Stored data

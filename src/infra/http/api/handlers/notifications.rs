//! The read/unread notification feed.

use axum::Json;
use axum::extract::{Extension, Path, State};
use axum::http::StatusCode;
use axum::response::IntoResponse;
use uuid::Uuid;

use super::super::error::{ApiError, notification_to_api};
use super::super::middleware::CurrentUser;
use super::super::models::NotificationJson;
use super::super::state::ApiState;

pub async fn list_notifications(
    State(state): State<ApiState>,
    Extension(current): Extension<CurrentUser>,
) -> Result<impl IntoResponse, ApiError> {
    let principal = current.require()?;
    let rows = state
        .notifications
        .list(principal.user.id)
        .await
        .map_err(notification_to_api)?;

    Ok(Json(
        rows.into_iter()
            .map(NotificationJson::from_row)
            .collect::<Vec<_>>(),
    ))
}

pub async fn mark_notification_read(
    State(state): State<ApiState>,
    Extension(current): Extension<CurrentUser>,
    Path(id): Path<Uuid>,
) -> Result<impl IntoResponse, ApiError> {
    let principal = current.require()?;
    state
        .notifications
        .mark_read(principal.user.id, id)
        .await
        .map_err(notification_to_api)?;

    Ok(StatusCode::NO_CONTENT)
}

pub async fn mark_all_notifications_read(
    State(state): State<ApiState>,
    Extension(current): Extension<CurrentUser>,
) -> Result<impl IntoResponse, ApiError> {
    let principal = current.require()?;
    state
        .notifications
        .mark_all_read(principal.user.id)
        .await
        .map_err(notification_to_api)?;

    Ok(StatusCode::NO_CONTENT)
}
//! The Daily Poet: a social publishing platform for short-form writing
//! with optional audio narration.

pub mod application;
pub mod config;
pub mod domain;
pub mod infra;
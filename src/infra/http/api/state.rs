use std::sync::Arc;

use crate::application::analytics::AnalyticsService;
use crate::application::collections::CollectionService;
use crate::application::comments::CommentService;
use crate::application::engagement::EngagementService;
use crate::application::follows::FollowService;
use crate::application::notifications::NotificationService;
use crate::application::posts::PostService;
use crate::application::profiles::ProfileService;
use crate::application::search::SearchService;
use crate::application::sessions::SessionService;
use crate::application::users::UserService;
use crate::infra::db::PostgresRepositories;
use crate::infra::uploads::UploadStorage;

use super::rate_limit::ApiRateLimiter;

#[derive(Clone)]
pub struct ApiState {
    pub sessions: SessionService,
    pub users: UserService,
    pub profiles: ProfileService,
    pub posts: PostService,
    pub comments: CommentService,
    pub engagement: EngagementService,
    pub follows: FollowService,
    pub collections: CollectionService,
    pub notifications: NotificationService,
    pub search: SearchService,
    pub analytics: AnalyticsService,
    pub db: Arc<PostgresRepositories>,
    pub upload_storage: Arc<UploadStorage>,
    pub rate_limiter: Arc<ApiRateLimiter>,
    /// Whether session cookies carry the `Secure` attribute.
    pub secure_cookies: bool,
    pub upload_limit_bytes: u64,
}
==
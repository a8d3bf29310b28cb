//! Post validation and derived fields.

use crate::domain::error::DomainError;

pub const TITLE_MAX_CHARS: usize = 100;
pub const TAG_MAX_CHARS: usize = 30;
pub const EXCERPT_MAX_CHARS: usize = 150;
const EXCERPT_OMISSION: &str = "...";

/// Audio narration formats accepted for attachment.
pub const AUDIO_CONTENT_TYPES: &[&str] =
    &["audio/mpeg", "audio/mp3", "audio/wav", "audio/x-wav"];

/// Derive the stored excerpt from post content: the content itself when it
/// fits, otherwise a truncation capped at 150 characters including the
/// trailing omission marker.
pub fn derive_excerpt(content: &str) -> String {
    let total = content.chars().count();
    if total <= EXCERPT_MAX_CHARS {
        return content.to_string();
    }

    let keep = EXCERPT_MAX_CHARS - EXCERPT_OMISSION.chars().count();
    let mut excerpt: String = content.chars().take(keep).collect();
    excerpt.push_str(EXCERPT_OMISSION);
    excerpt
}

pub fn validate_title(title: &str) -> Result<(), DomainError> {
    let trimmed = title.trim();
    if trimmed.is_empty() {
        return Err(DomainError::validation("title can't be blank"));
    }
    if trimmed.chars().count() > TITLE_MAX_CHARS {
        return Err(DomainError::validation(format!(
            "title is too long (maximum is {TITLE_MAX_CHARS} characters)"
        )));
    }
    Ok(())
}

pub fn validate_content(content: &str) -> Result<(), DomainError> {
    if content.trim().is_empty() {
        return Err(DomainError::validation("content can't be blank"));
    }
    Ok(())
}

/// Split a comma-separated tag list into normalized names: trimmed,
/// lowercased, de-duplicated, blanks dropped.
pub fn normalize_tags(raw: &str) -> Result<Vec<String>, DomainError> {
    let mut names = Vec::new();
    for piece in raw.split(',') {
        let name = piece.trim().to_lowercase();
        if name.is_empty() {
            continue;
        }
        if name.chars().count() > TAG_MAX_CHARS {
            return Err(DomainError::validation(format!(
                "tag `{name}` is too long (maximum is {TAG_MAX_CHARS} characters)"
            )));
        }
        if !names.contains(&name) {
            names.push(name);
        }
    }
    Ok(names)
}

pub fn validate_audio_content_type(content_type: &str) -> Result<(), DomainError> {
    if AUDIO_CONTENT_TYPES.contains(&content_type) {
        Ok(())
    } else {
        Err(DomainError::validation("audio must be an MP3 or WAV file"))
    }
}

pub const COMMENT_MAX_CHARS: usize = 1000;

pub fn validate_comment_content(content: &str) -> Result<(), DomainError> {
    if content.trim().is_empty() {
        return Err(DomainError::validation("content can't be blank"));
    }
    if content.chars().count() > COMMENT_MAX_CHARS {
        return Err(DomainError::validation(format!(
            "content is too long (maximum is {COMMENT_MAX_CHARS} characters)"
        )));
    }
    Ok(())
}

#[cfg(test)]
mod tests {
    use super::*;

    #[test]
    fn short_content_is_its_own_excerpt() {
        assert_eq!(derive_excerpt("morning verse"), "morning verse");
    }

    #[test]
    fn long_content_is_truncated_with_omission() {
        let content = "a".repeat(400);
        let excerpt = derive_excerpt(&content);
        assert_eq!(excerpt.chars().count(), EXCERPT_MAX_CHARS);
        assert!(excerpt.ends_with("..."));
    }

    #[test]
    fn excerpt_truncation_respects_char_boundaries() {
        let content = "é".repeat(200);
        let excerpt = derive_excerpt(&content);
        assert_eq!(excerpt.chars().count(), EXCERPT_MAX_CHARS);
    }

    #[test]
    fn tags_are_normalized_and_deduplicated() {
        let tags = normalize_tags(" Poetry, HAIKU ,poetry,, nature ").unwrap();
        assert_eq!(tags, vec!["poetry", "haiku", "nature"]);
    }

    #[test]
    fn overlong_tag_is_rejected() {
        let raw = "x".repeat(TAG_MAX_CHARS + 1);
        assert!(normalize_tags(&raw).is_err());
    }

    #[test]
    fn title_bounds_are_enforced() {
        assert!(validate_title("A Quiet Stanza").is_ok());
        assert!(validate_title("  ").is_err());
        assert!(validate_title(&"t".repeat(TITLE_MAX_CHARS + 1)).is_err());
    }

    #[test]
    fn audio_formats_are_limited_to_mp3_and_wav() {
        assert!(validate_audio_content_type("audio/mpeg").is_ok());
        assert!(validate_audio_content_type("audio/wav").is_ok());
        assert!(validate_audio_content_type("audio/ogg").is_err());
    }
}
==
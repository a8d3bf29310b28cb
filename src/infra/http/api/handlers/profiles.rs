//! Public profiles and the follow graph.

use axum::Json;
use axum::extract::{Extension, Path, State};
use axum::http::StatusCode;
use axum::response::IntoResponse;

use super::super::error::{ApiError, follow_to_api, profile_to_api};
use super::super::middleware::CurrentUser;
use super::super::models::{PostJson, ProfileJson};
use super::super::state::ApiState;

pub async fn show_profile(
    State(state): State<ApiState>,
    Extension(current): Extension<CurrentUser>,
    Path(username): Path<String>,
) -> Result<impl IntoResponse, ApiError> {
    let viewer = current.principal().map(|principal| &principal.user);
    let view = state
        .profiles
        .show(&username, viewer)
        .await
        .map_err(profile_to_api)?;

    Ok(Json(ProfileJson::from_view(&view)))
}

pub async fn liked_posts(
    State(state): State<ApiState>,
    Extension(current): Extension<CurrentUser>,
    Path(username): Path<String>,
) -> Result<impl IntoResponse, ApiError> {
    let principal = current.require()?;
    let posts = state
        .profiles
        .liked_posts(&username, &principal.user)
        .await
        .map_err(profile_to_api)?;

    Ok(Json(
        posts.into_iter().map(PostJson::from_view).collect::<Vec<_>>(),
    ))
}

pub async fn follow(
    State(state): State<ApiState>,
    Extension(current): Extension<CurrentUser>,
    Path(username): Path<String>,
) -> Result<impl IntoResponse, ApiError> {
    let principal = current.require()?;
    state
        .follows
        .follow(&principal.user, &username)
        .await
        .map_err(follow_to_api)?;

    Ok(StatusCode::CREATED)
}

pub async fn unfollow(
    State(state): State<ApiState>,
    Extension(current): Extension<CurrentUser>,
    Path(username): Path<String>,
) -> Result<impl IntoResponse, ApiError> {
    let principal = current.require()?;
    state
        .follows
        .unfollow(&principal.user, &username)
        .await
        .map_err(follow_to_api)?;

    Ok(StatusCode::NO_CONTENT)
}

◆ **Action item**
Would you copy out each line of the records above where the word "PostService" occurs?

◆ **Expected answer**
use crate::application::posts::PostService;
    pub posts: PostService,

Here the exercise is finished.